Paul Cadmus, The Fleet’s In, 1934. Oil on Canvas.
Paul Cadmus
In 1934, Paul Cadmus contributed his painting The Fleet’s In! to a public works project organized by the Works Progress Administration, a government body that sought to put artists to work during the Great Depression. No one seemed offended by the carousing sailors grabbing a few local floozies by the arm, but the painting also featured a homosexual couple. Fearing a scandal, curators at the Corcoran Gallery in Washington, DC removed the work, kindling publicity that actually helped Cadmus’s career.
[Image via Wikipedia]
Superman
Among the more recent controversies to affect art and artists comes from the world of comics. Chris Sprouse, an accomplished illustrator responsible for the Hammerlocke series, was at first honored to be part of a new issue of Superman that was to be released by DC Comics this past spring. When he found out that the comic book giant had appointed Orson Scott Card to pen the story, however, he had second thoughts. A science fiction novelist by profession, Card had attracted a wave of disapproval after making anti-gay statements to the press.
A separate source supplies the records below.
//! Fake lint engines shared by the integration tests.
#![allow(dead_code)]

use std::sync::Mutex;
use std::sync::atomic::{AtomicUsize, Ordering};
use std::time::Duration;

use async_trait::async_trait;
use lintbridge::rule_config::RuleSet;
use lintbridge::script::{RuleMeta, ScriptFinding, ScriptLintConfig, ScriptLintEngine};
use lintbridge::style::{StyleLintConfig, StyleLintEngine, StyleLintOutput, StyleResult, StyleWarning};
use serde_json::{Value, json};

pub fn init_logging() {
    let _ = env_logger::builder().is_test(true).try_init();
}

pub fn rules(value: Value) -> RuleSet {
    match value {
        Value::Object(map) => map,
        other => panic!("expected object, got {other}"),
    }
}

/// Script engine that flags `debugger` statements (error, with end position)
/// and `==` comparisons (severity 1, no end position).
#[derive(Default)]
pub struct FakeScriptEngine {
    pub calls: Mutex<Vec<ScriptLintConfig>>,
}

impl ScriptLintEngine for FakeScriptEngine {
    fn verify(&self, text: &str, config: &ScriptLintConfig) -> anyhow::Result<Vec<ScriptFinding>> {
        self.calls.lock().unwrap().push(config.clone());
        let mut findings = Vec::new();
        for (index, line) in text.split('\n').enumerate() {
            let line_no = index + 1;
            if let Some(byte) = line.find("debugger") {
                let column = line[..byte].chars().count() + 1;
                findings.push(ScriptFinding {
                    rule_id: Some("no-debugger".to_string()),
                    message: "Unexpected 'debugger' statement.".to_string(),
                    severity: 2,
                    line: line_no,
                    column,
                    end_line: Some(line_no),
                    end_column: Some(column + "debugger".len()),
                });
            }
            let mut search = 0;
            while let Some(found) = line[search..].find("==") {
                let byte = search + found;
                if line[byte..].starts_with("===") {
                    search = byte + 3;
                    continue;
                }
                findings.push(ScriptFinding {
                    rule_id: Some("eqeqeq".to_string()),
                    message: "Expected '===' and instead saw '=='.".to_string(),
                    severity: 1,
                    line: line_no,
                    column: line[..byte].chars().count() + 1,
                    end_line: None,
                    end_column: None,
                });
                search = byte + 2;
            }
        }
        Ok(findings)
    }

    fn rules(&self) -> Vec<(String, RuleMeta)> {
        vec![
            (
                "no-debugger".to_string(),
                RuleMeta {
                    recommended: true,
                    description: Some("Disallow the use of `debugger`".to_string()),
                },
            ),
            ("eqeqeq".to_string(), RuleMeta::default()),
            (
                "no-undef".to_string(),
                RuleMeta {
                    recommended: true,
                    description: None,
                },
            ),
        ]
    }
}

/// Style engine that flags the literal `#ffg` and echoes an "Unknown rule"
/// warning for every configured rule whose name starts with `bogus`.
///
/// Code containing `SLOW` takes 50ms; code containing `FAIL` errors out;
/// code containing `PANIC` panics.
#[derive(Default)]
pub struct FakeStyleEngine {
    pub lint_calls: AtomicUsize,
}

#[async_trait]
impl StyleLintEngine for FakeStyleEngine {
    fn recommended_rules(&self) -> RuleSet {
        rules(json!({
            "color-no-invalid-hex": true,
            "block-no-empty": true,
            "font-family-no-duplicate-names": true
        }))
    }

    async fn lint(&self, code: &str, config: &StyleLintConfig) -> anyhow::Result<StyleLintOutput> {
        self.lint_calls.fetch_add(1, Ordering::SeqCst);
        if code.contains("SLOW") {
            tokio::time::sleep(Duration::from_millis(50)).await;
        }
        if code.contains("FAIL") {
            anyhow::bail!("CssSyntaxError: Unclosed block");
        }
        if code.contains("PANIC") {
            panic!("engine bug");
        }

        let mut unknown = Vec::new();
        for name in config.rules.keys().filter(|name| name.starts_with("bogus")) {
            unknown.push(StyleWarning {
                line: 1,
                column: 1,
                end_line: None,
                end_column: None,
                rule: name.clone(),
                severity: "error".to_string(),
                text: format!("Unknown rule {name}."),
            });
        }

        let mut found = Vec::new();
        if config.rules.get("color-no-invalid-hex") != Some(&Value::Null) {
            for (index, line) in code.split('\n').enumerate() {
                if let Some(byte) = line.find("#ffg") {
                    let column = line[..byte].chars().count() + 1;
                    let severity = match config.rules.get("color-no-invalid-hex") {
                        Some(Value::String(s)) => s.clone(),
                        _ => "error".to_string(),
                    };
                    found.push(StyleWarning {
                        line: index + 1,
                        column,
                        end_line: Some(index + 1),
                        end_column: Some(column + 4),
                        rule: "color-no-invalid-hex".to_string(),
                        severity,
                        text: "Unexpected invalid hex color \"#ffg\" (color-no-invalid-hex)".to_string(),
                    });
                }
            }
        }

        Ok(StyleLintOutput {
            results: vec![StyleResult { warnings: unknown }, StyleResult { warnings: found }],
        })
    }
}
Speaking to USA Today, Sprouse said all the negative attention “reached the point where it took away from the actual work.” Sprouse has since resigned from the project.
[Image via Wagner Art Gallery]
Donald Friend
This past March, Sydney’s Savill Galleries exhibited work by the daring Donald Friend, who did little to keep his sexual preference a secret, even as early as the ’50s. Much of his success, in this context, was quite remarkable. After winning the coveted Blake Prize for religious art in 1955, he still described himself, at least in his journal, as “a middle-aged pederast who’s going to seed.”
Program for the March 5, 1994, performance by Ron Athey.
[Image via Walker Art Center]
Ron Athey
In 1994, the performance artist Ron Athey drew nationwide attention when he included blood-stained cloths in his performance piece, titled Four Scenes in a Harsh Life (1994), at the Walker Art Center in Minneapolis. After using the cloth to blot cuts in the back of fellow performer Divinity Fudge’s back, and raising the cloths in the air, Athey courted broad anxiety about AIDS infection, even though the blood was not HIV-infected.
Love Against Homosexuality
Last year, journalist Ruslan Kukharchuk, head of the Ukrainian anti-gay group Love Against Homosexuality, advocated a bill before the national parliament that would criminalize positive depictions of homosexuality in art, film, and television. Though gay rights activists around the world responded with varying degrees of alarm and disgust, the bill was less than a surprise among locals. Oleksandr Zinchenkov, head of the Our World advocacy group, had recently told reporters that intolerance towards the LGBT community in Ukraine had “entered the stage of physical violence.” In October, the bill passed.
Barton Lidice Benes
[Image via Poz Blogs]
Barton Lidice Benes
Whereas the concern over blood in Athey’s performance was largely the result of a sensationalist news article in the Minneapolis Star Tribune, in the case of Barton Lidice Benes, it was quite well-founded. When friends started dying of AIDS, Benes, who died in June 2012, had himself tested and found that he was HIV-positive. This inspired him to begin using pills and capsules, intravenous tubes, and other medical equipment in his sculpture. For the exhibition Lethal Weapons in 1993, Benes made no fewer than 30 artworks with his own blood, including a Molotov cocktail, a water pistol, and a perfume atomizer.